Automakers argue that the outlook for the electric vehicle (EV) market has changed since the regulatory framework was established. After a sharp increase, EV sales have slowed in recent months. This slowdown could force brands like Volkswagen (VW) or Renault to abandon the sale of internal combustion engine vehicles to lower their average, at the expense of profitability and jobs. The French stance to grant a reprieve to the industry could be crucial, as Germany, Italy, and several Eastern European countries have already expressed concerns to Brussels about implementing these sanctions.
Manufacturers are calling on the Commission to show pragmatism as the sector enters a difficult phase. VW is preparing to close three plants and cut tens of thousands of jobs, while many industry players have lowered their profitability expectations. However, the reality of the sector is far from uniform. Some, like Stellantis (Peugeot, Citroën, Fiat, Opel) or BMW, will have no trouble complying with the CAFE standard, demonstrating that the regulation was tailored to manufacturers’ ability to reduce their CO2 emissions, provided they make the necessary efforts.
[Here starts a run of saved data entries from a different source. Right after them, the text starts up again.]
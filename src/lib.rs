// Copyright 2026, Jeroen van Erp <jeroen@geeko.me>
// SPDX-License-Identifier: Apache-2.0
pub mod config;
pub mod constants;
pub mod error;
pub mod import;
pub mod kubernetes;
pub mod reconcilers;
pub mod resources;
pub mod types;

#[cfg(test)]
pub mod test_utils;
// Copyright 2026, Jeroen van Erp <jeroen@geeko.me>
// SPDX-License-Identifier: Apache-2.0

//! Placeholder expansion for realm JSON templates.
//!
//! Placeholders look like `%NAME%` (a leading dot, `%.NAME%`, is also accepted).
//! Percent delimiters keep clear of both JSON braces and `{{ }}` style templating.

use crate::error::{OperatorError, Result};
use regex::Regex;
use std::collections::{BTreeMap, BTreeSet};
use std::sync::LazyLock;

static PLACEHOLDER: LazyLock<Regex> = LazyLock::new(|| {
    Regex::new(r"%\.?([A-Za-z_][A-Za-z0-9_]*)%").expect("placeholder pattern is valid")
});

const PEM_BEGIN: &str = "-----BEGIN";
const PEM_END: &str = "-----END";

/// Expand every placeholder in `template`. Fails without producing output if any
/// placeholder has no substitution.
pub fn render(template: &str, substitutions: &BTreeMap<String, String>) -> Result<Vec<u8>> {
    let missing: BTreeSet<&str> = PLACEHOLDER
        .captures_iter(template)
        .filter_map(|c| c.get(1))
        .map(|m| m.as_str())
        .filter(|name| !substitutions.contains_key(*name))
        .collect();

    if !missing.is_empty() {
        return Err(OperatorError::UnresolvedPlaceholder(
            missing.into_iter().collect::<Vec<_>>().join(", "),
        ));
    }

    let rendered = PLACEHOLDER.replace_all(template, |caps: &regex::Captures| {
        substitutions[&caps[1]].clone()
    });

    Ok(rendered.into_owned().into_bytes())
}

/// Make a value safe to splice into an existing JSON string literal.
///
/// PEM material is passed through untouched so certificates and keys keep their
/// line structure.
pub fn escape_value(value: &str) -> Result<String> {
    if value.contains(PEM_BEGIN) || value.contains(PEM_END) {
        return Ok(value.to_string());
    }

    let quoted = serde_json::to_string(value)?;
    let inner = &quoted[1..quoted.len() - 1];

    Ok(inner
        .replace('<', "\\u003c")
        .replace('>', "\\u003e")
        .replace('&', "\\u0026")
        .replace('\u{2028}', "\\u2028")
        .replace('\u{2029}', "\\u2029"))
}
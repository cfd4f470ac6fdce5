// Copyright 2026, Jeroen van Erp <jeroen@geeko.me>
// SPDX-License-Identifier: Apache-2.0
use crate::import::revision::name_hash;
use crate::types::condition::{self, Condition};
use crate::types::SecretKeyRef;
use kube::{CustomResource, ResourceExt};
use serde::{Deserialize, Serialize};

/// Realm configuration to import into a running Keycloak instance
#[derive(CustomResource, Serialize, Deserialize, Clone, Debug, schemars::JsonSchema)]
#[kube(group = "sso.stakater.com", version = "v1alpha1", kind = "KeycloakImport")]
#[kube(namespaced)]
#[kube(status = "KeycloakImportStatus")]
#[serde(rename_all = "camelCase")]
pub struct KeycloakImportSpec {
    pub keycloak_instance: InstanceRef,
    /// Realm JSON, may contain %NAME% placeholders
    pub json: String,
    #[serde(default, skip_serializing_if = "Vec::is_empty")]
    pub substitutions: Vec<Substitution>,
    #[serde(default)]
    pub override_if_exists: bool,
    #[serde(skip_serializing_if = "Option::is_none")]
    pub sizing: Option<RealmSizing>,
}

#[derive(Serialize, Deserialize, Clone, Debug, Default, PartialEq, schemars::JsonSchema)]
pub struct InstanceRef {
    pub name: String,
    /// Defaults to the namespace of the import
    #[serde(default, skip_serializing_if = "Option::is_none")]
    pub namespace: Option<String>,
}

/// A named placeholder value, literal or read from a Secret in the import's namespace
#[derive(Serialize, Deserialize, Clone, Debug, Default, PartialEq, schemars::JsonSchema)]
pub struct Substitution {
    pub name: String,
    #[serde(default, skip_serializing_if = "Option::is_none")]
    pub value: Option<String>,
    #[serde(default, skip_serializing_if = "Option::is_none")]
    pub secret: Option<SecretKeyRef>,
}

/// Expected load of the imported realm, used by instance sizing
#[derive(Serialize, Deserialize, Clone, Debug, Default, PartialEq, schemars::JsonSchema)]
#[serde(rename_all = "camelCase")]
pub struct RealmSizing {
    #[serde(default)]
    pub logins_per_second: i32,
    #[serde(default)]
    pub client_credentials_grants_per_second: i32,
    #[serde(default)]
    pub refresh_token_grants_per_second: i32,
    #[serde(default)]
    pub cached_sessions: i32,
}

#[derive(Serialize, Deserialize, Clone, Debug, Default, schemars::JsonSchema)]
#[serde(rename_all = "camelCase")]
pub struct KeycloakImportStatus {
    #[serde(default, skip_serializing_if = "Vec::is_empty")]
    pub conditions: Vec<Condition>,
}

/// Longest object name the API server accepts
const MAX_OBJECT_NAME_LEN: usize = 253;

impl KeycloakImport {
    /// Namespace of the targeted Keycloak instance; also where the job and secret live
    pub fn target_namespace(&self) -> String {
        self.spec
            .keycloak_instance
            .namespace
            .clone()
            .filter(|ns| !ns.is_empty())
            .unwrap_or_else(|| self.namespace().unwrap_or_default())
    }

    pub fn target_name(&self) -> &str {
        &self.spec.keycloak_instance.name
    }

    /// `<namespace>-<name>`, cut down to `max` characters with a hash suffix when it
    /// does not fit. Objects named this way in a shared namespace never collide
    /// between imports of the same name.
    pub fn scoped_name(&self, max: usize) -> String {
        let full = format!("{}-{}", self.namespace().unwrap_or_default(), self.name_any());
        if full.len() <= max {
            return full;
        }

        let hash = name_hash(&full);
        let keep = max.saturating_sub(hash.len() + 1);
        let prefix = full.get(..keep).unwrap_or(&full).trim_end_matches(['-', '.']);
        format!("{}-{}", prefix, hash)
    }

    /// Name of the rendered realm secret
    pub fn artifact_name(&self) -> String {
        self.scoped_name(MAX_OBJECT_NAME_LEN)
    }

    /// File name of the realm inside the rendered secret and the job mount
    pub fn realm_file_name(&self) -> String {
        format!("{}-realm.json", self.name_any())
    }

    /// Whether any substitution reads from the given secret
    pub fn has_secret_reference(&self, namespace: &str, name: &str) -> bool {
        self.namespace().as_deref() == Some(namespace)
            && self
                .spec
                .substitutions
                .iter()
                .filter_map(|s| s.secret.as_ref())
                .any(|s| s.name == name)
    }

    pub fn targets(&self, namespace: &str, name: &str) -> bool {
        self.target_name() == name && self.target_namespace() == namespace
    }

    pub fn conditions(&self) -> &[Condition] {
        self.status
            .as_ref()
            .map(|s| s.conditions.as_slice())
            .unwrap_or_default()
    }

    pub fn is_ready(&self) -> bool {
        condition::is_ready(self.conditions())
    }
}
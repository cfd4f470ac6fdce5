// Copyright 2026, Jeroen van Erp <jeroen@geeko.me>
// SPDX-License-Identifier: Apache-2.0
use anyhow::{Context, Result};
use std::env;
use std::time::Duration;

const DEFAULT_KEYCLOAK_IMAGE: &str = "registry.redhat.io/rhbk/keycloak-rhel9:24-17";

/// Operator configuration loaded from environment variables
#[derive(Debug, Clone)]
pub struct Config {
    /// Delay before re-checking a resource that is waiting on something else
    pub requeue_interval: Duration,
    /// First retry delay after a transient error, doubled per consecutive failure
    pub error_backoff_base: Duration,
    pub error_backoff_max: Duration,
    /// Deadline for all API calls made during one reconciliation
    pub api_timeout: Duration,
    /// Job-level retry count for realm import jobs
    pub import_job_backoff_limit: i32,
    pub keycloak_image: String,
}

impl Default for Config {
    fn default() -> Self {
        Config {
            requeue_interval: Duration::from_secs(30),
            error_backoff_base: Duration::from_secs(5),
            error_backoff_max: Duration::from_secs(300),
            api_timeout: Duration::from_secs(30),
            import_job_backoff_limit: 1,
            keycloak_image: DEFAULT_KEYCLOAK_IMAGE.to_string(),
        }
    }
}

impl Config {
    /// Load configuration from environment variables, falling back to defaults
    pub fn from_env() -> Result<Self> {
        let defaults = Config::default();

        Ok(Config {
            requeue_interval: secs_var("REQUEUE_INTERVAL_SECS", defaults.requeue_interval)?,
            error_backoff_base: secs_var("ERROR_BACKOFF_BASE_SECS", defaults.error_backoff_base)?,
            error_backoff_max: secs_var("ERROR_BACKOFF_MAX_SECS", defaults.error_backoff_max)?,
            api_timeout: secs_var("API_TIMEOUT_SECS", defaults.api_timeout)?,
            import_job_backoff_limit: match env::var("IMPORT_JOB_BACKOFF_LIMIT") {
                Ok(v) => v
                    .parse()
                    .with_context(|| format!("IMPORT_JOB_BACKOFF_LIMIT is not a number: {}", v))?,
                Err(_) => defaults.import_job_backoff_limit,
            },
            keycloak_image: env::var("KEYCLOAK_IMAGE").unwrap_or(defaults.keycloak_image),
        })
    }
}

fn secs_var(name: &str, default: Duration) -> Result<Duration> {
    match env::var(name) {
        Ok(v) => {
            let secs: u64 = v
                .parse()
                .with_context(|| format!("{} is not a number of seconds: {}", name, v))?;
            Ok(Duration::from_secs(secs))
        }
        Err(_) => Ok(default),
    }
}
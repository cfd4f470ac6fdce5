// Copyright 2026, Jeroen van Erp <jeroen@geeko.me>
// SPDX-License-Identifier: Apache-2.0
use anyhow::Result;
use kube::Client;
use tracing::{info, warn};
use tracing_subscriber::EnvFilter;

use rhbk_operator::config::Config;
use rhbk_operator::kubernetes::wait_for_crds;
use rhbk_operator::reconcilers::{KeycloakImportReconciler, KeycloakReconciler};

#[tokio::main]
async fn main() -> Result<()> {
    // Initialize tracing, RUST_LOG overrides the default level
    tracing_subscriber::fmt()
        .with_env_filter(EnvFilter::try_from_default_env().unwrap_or_else(|_| EnvFilter::new("info")))
        .init();

    info!("Starting RHBK operator");

    let config = Config::from_env()?;
    info!(
        "Configuration loaded: requeue_interval={:?}, api_timeout={:?}, image={}",
        config.requeue_interval, config.api_timeout, config.keycloak_image
    );

    let client = Client::try_default().await?;
    info!("Connected to Kubernetes cluster");

    // Both controllers watch custom resources, so the CRDs have to be served first
    info!("Waiting for Keycloak CRDs to become available...");
    wait_for_crds(&client).await?;

    let keycloak_reconciler = KeycloakReconciler::new(client.clone(), config.clone());
    let import_reconciler = KeycloakImportReconciler::new(client, config);

    info!("Starting reconcilers...");

    tokio::try_join!(keycloak_reconciler.run(), import_reconciler.run())?;

    warn!("All reconcilers stopped");
    Ok(())
}
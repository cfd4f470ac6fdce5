// Copyright 2026, Jeroen van Erp <jeroen@geeko.me>
// SPDX-License-Identifier: Apache-2.0

/// API group of the operator's custom resources
pub const API_GROUP: &str = "sso.stakater.com";

/// The operator name used for server-side apply and the managed-by label
pub const OPERATOR_NAME: &str = "rhbk-operator";

/// Label keys used for synthetic (cross-namespace) ownership
pub mod labels {
    /// Name of the KeycloakImport owning the object
    pub const IMPORT_OWNER: &str = "sso.stakater.com/import-owner";
    /// Namespace of the KeycloakImport owning the object
    pub const IMPORT_NAMESPACE: &str = "sso.stakater.com/import-namespace";
    /// Marks secrets the import controller keeps an eye on
    pub const WATCHED: &str = "sso.stakater.com/watched";
    /// Revision a realm import job was built for
    pub const IMPORT_REVISION: &str = "sso.stakater.com/import-revision";
    pub const MANAGED_BY: &str = "app.kubernetes.io/managed-by";
    /// Instance name on the workload and its services
    pub const INSTANCE: &str = "app.kubernetes.io/instance";
    pub const APP: &str = "app";
}

pub mod annotations {
    /// Revision of the rendered realm stored in the config artifact
    pub const REVISION: &str = "sso.stakater.com/revision";
    /// Prefix of the per-import rollout marker on the workload pod template
    pub const ROLLOUT_PREFIX: &str = "rollout.sso.stakater.com";
    pub const SERVING_CERT_SECRET: &str = "service.beta.openshift.io/serving-cert-secret-name";
}

pub const IMPORT_FINALIZER: &str = "sso.stakater.com/realm-import-cleanup";

pub mod conditions {
    /// Condition type that carries readiness for both resource kinds
    pub const READY: &str = "ReconcileSuccess";
    pub const TRUE: &str = "True";
    pub const FALSE: &str = "False";
}

/// Fixed locations and values inside the realm import job
pub mod import_job {
    pub const MOUNT_DIR: &str = "/mnt/realm-import";
    pub const VOLUME_NAME: &str = "realm-import";
    pub const KC_SCRIPT: &str = "/opt/keycloak/bin/kc.sh";
    pub const SHELL: &str = "/bin/bash";
}

/// Keycloak server wiring shared by the workload and the import job
pub mod keycloak {
    pub const CONTAINER_NAME: &str = "rhbk";
    pub const APP_LABEL_VALUE: &str = "rhbk";
    pub const HTTP_PORT: i32 = 8080;
    pub const HTTPS_PORT: i32 = 8443;
    pub const DISCOVERY_PORT: i32 = 7800;
    pub const TLS_SECRET_NAME: &str = "rhbk-tls";
    pub const TLS_VOLUME_NAME: &str = "keycloak-tls-certificates";
    pub const TLS_MOUNT_DIR: &str = "/mnt/certificates";
    pub const TRUSTED_CA_VOLUME_NAME: &str = "trusted-ca-bundles";
    pub const TRUSTED_CA_MOUNT_DIR: &str = "/mnt/trusted-ca";
}

/// CRD polling configuration
pub mod crd {
    /// Initial polling interval in seconds when waiting for CRD
    pub const POLL_INTERVAL_SECS: u64 = 10;
    /// Maximum polling interval in seconds (exponential backoff cap)
    pub const POLL_MAX_INTERVAL_SECS: u64 = 60;
}

/// How many times a conditional write is re-fetched and retried after a conflict
pub const MAX_CONFLICT_RETRIES: u32 = 5;
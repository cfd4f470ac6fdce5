// Copyright 2026, Jeroen van Erp <jeroen@geeko.me>
// SPDX-License-Identifier: Apache-2.0

//! Keycloak reconciler - keeps the instance's Services and StatefulSet applied
//! and reports readiness once all replicas are up.

use crate::config::Config;
use crate::constants::{labels, OPERATOR_NAME};
use crate::error::{OperatorError, Result};
use crate::kubernetes::ErrorBackoff;
use crate::reconcilers::patch_condition;
use crate::resources::statefulset::is_statefulset_ready;
use crate::resources::{build_discovery_service, build_service, build_statefulset};
use crate::types::{Condition, Keycloak};
use futures::StreamExt;
use k8s_openapi::api::apps::v1::StatefulSet;
use k8s_openapi::api::core::v1::Service;
use kube::{
    api::{Patch, PatchParams},
    runtime::{controller::Action, Controller},
    Api, Client, Resource, ResourceExt,
};
use kube_runtime::watcher::Config as WatcherConfig;
use serde::{de::DeserializeOwned, Serialize};
use std::fmt::Debug;
use std::sync::Arc;
use tracing::{debug, error, info, instrument, warn};

const WAITING_MESSAGE: &str = "Waiting for resources to be ready";

pub struct KeycloakReconciler {
    client: Client,
    config: Config,
    backoff: ErrorBackoff,
}

impl KeycloakReconciler {
    pub fn new(client: Client, config: Config) -> Self {
        let backoff = ErrorBackoff::new(config.error_backoff_base, config.error_backoff_max);
        Self { client, config, backoff }
    }

    pub async fn run(self) -> anyhow::Result<()> {
        let keycloaks: Api<Keycloak> = Api::all(self.client.clone());
        let managed = WatcherConfig::default().labels(&format!("{}={}", labels::MANAGED_BY, OPERATOR_NAME));
        let statefulsets: Api<StatefulSet> = Api::all(self.client.clone());
        let services: Api<Service> = Api::all(self.client.clone());
        let context = Arc::new(self);

        Controller::new(keycloaks, WatcherConfig::default())
            .owns(statefulsets, managed.clone())
            .owns(services, managed)
            .shutdown_on_signal()
            .run(reconcile, error_policy, context)
            .for_each(|res| async move {
                match res {
                    Ok(o) => debug!("Reconciled keycloak: {:?}", o),
                    Err(e) => warn!("Reconciliation error: {:?}", e),
                }
            })
            .await;

        Ok(())
    }
}

/// Server-side apply `obj` under the operator's field manager
async fn apply<K>(client: &Client, namespace: &str, obj: &K) -> Result<K>
where
    K: Resource<DynamicType = (), Scope = k8s_openapi::NamespaceResourceScope>
        + Clone
        + DeserializeOwned
        + Serialize
        + Debug,
{
    let api: Api<K> = Api::namespaced(client.clone(), namespace);
    let params = PatchParams::apply(OPERATOR_NAME).force();
    Ok(api.patch(&obj.name_any(), &params, &Patch::Apply(obj)).await?)
}

fn instance_key(keycloak: &Keycloak) -> String {
    format!("{}/{}", keycloak.namespace().unwrap_or_default(), keycloak.name_any())
}

pub async fn reconcile(keycloak: Arc<Keycloak>, ctx: Arc<KeycloakReconciler>) -> Result<Action> {
    let result = reconcile_instance(&keycloak, &ctx).await;
    if result.is_ok() {
        ctx.backoff.reset(&instance_key(&keycloak));
    }
    result
}

#[instrument(skip(keycloak, ctx), fields(keycloak = %keycloak.name_any()))]
async fn reconcile_instance(keycloak: &Arc<Keycloak>, ctx: &KeycloakReconciler) -> Result<Action> {
    let namespace = keycloak
        .namespace()
        .ok_or_else(|| OperatorError::MissingObjectKey("metadata.namespace".to_string()))?;
    let api: Api<Keycloak> = Api::namespaced(ctx.client.clone(), &namespace);
    let conditions = keycloak
        .status
        .as_ref()
        .map(|s| s.conditions.clone())
        .unwrap_or_default();

    if let Err(e) = apply(&ctx.client, &namespace, &build_service(&keycloak)).await {
        return fail(&api, &keycloak, &conditions, "Service setup not ready", e).await;
    }

    let statefulset = match apply(
        &ctx.client,
        &namespace,
        &build_statefulset(&keycloak, &ctx.config.keycloak_image),
    )
    .await
    {
        Ok(sts) => sts,
        Err(e) => return fail(&api, &keycloak, &conditions, "Deployment setup not ready", e).await,
    };

    if let Err(e) = apply(&ctx.client, &namespace, &build_discovery_service(&keycloak)).await {
        return fail(&api, &keycloak, &conditions, "Discovery service setup not ready", e).await;
    }

    if is_statefulset_ready(&statefulset) {
        if patch_condition(&api, keycloak.as_ref(), &conditions, Condition::ready(true, "Ready", "")).await? {
            info!("Keycloak {}/{} is ready", namespace, keycloak.name_any());
        }
        Ok(Action::await_change())
    } else {
        debug!("StatefulSet {} not ready yet", statefulset.name_any());
        patch_condition(
            &api,
            keycloak.as_ref(),
            &conditions,
            Condition::ready(false, "Waiting", WAITING_MESSAGE),
        )
        .await?;
        Ok(Action::requeue(ctx.config.requeue_interval))
    }
}

/// Record a failed step in the status and hand the error to the error policy
async fn fail(
    api: &Api<Keycloak>,
    keycloak: &Keycloak,
    conditions: &[Condition],
    phrase: &str,
    error: OperatorError,
) -> Result<Action> {
    let condition = Condition::ready(false, "ReconcileError", format!("{}. {}", phrase, error));
    if let Err(e) = patch_condition(api, keycloak, conditions, condition).await {
        warn!("Failed to record status for {}: {}", keycloak.name_any(), e);
    }
    Err(error)
}

fn error_policy(keycloak: Arc<Keycloak>, error: &OperatorError, ctx: Arc<KeycloakReconciler>) -> Action {
    let key = instance_key(&keycloak);
    let delay = ctx.backoff.next_delay(&key);
    error!("Reconciliation error for keycloak {}: {}, retrying in {:?}", key, error, delay);
    Action::requeue(delay)
}
// Copyright 2026, Jeroen van Erp <jeroen@geeko.me>
// SPDX-License-Identifier: Apache-2.0

//! Status conditions shared by both custom resources.

use crate::constants::conditions;
use k8s_openapi::chrono::{SecondsFormat, Utc};
use serde::{Deserialize, Serialize};

#[derive(Serialize, Deserialize, Clone, Debug, PartialEq, schemars::JsonSchema)]
#[serde(rename_all = "camelCase")]
pub struct Condition {
    #[serde(rename = "type")]
    pub condition_type: String,
    pub status: String,
    #[serde(default, skip_serializing_if = "Option::is_none")]
    pub reason: Option<String>,
    #[serde(default, skip_serializing_if = "Option::is_none")]
    pub message: Option<String>,
    #[serde(default, skip_serializing_if = "Option::is_none")]
    pub last_transition_time: Option<String>,
}

impl Condition {
    /// Build the readiness condition, stamped with the current time
    pub fn ready(ready: bool, reason: &str, message: impl Into<String>) -> Self {
        Condition {
            condition_type: conditions::READY.to_string(),
            status: if ready { conditions::TRUE } else { conditions::FALSE }.to_string(),
            reason: Some(reason.to_string()),
            message: Some(message.into()),
            last_transition_time: Some(Utc::now().to_rfc3339_opts(SecondsFormat::Secs, true)),
        }
    }

    fn same_state(&self, other: &Condition) -> bool {
        self.status == other.status && self.reason == other.reason && self.message == other.message
    }
}

/// Add or replace the condition of the same type. Returns false when the existing
/// condition already says the same thing, in which case nothing is touched.
/// The transition time only moves when the status flips.
pub fn upsert_condition(conditions: &mut Vec<Condition>, mut condition: Condition) -> bool {
    match conditions
        .iter_mut()
        .find(|c| c.condition_type == condition.condition_type)
    {
        Some(existing) if existing.same_state(&condition) => false,
        Some(existing) => {
            if existing.status == condition.status {
                condition.last_transition_time = existing.last_transition_time.take();
            }
            *existing = condition;
            true
        }
        None => {
            conditions.push(condition);
            true
        }
    }
}

pub fn find_condition<'a>(conditions: &'a [Condition], condition_type: &str) -> Option<&'a Condition> {
    conditions.iter().find(|c| c.condition_type == condition_type)
}

/// Readiness means the ReconcileSuccess condition is present and true
pub fn is_ready(conditions: &[Condition]) -> bool {
    find_condition(conditions, conditions::READY).is_some_and(|c| c.status == conditions::TRUE)
}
Some manufacturers have chosen to sell more high-margin large vehicles rather than develop a range of smaller, more affordable models that comply with Brussels’ requirements. For example, Renault is entering this market late with its R5 electric model priced at 34,000 euros. In these conditions, it is challenging to attract enough customers to EVs to meet the new standards. While the French government claims it does not intend to challenge the decarbonization trajectory and the 2035 deadline for the end of the internal combustion engine, its request to relax the CAFE regulations goes against its national low-carbon strategy.
France also risks opening a Pandora’s box at the European level, especially as the political landscape is less favorable to the continuation of the implementation of the Green Deal. Some in the European People’s Party are willing to ally with the far-right to unravel the most stringent laws. However, the energy transition is at a critical juncture, and Brussels must avoid encouraging a trend that could dilute the Green Deal and significantly delay decarbonization. Consistency and commitment are essential to achieving the goal of reducing emissions by 31% in transport by 2030 through increased EV sales, representing two out of three sales.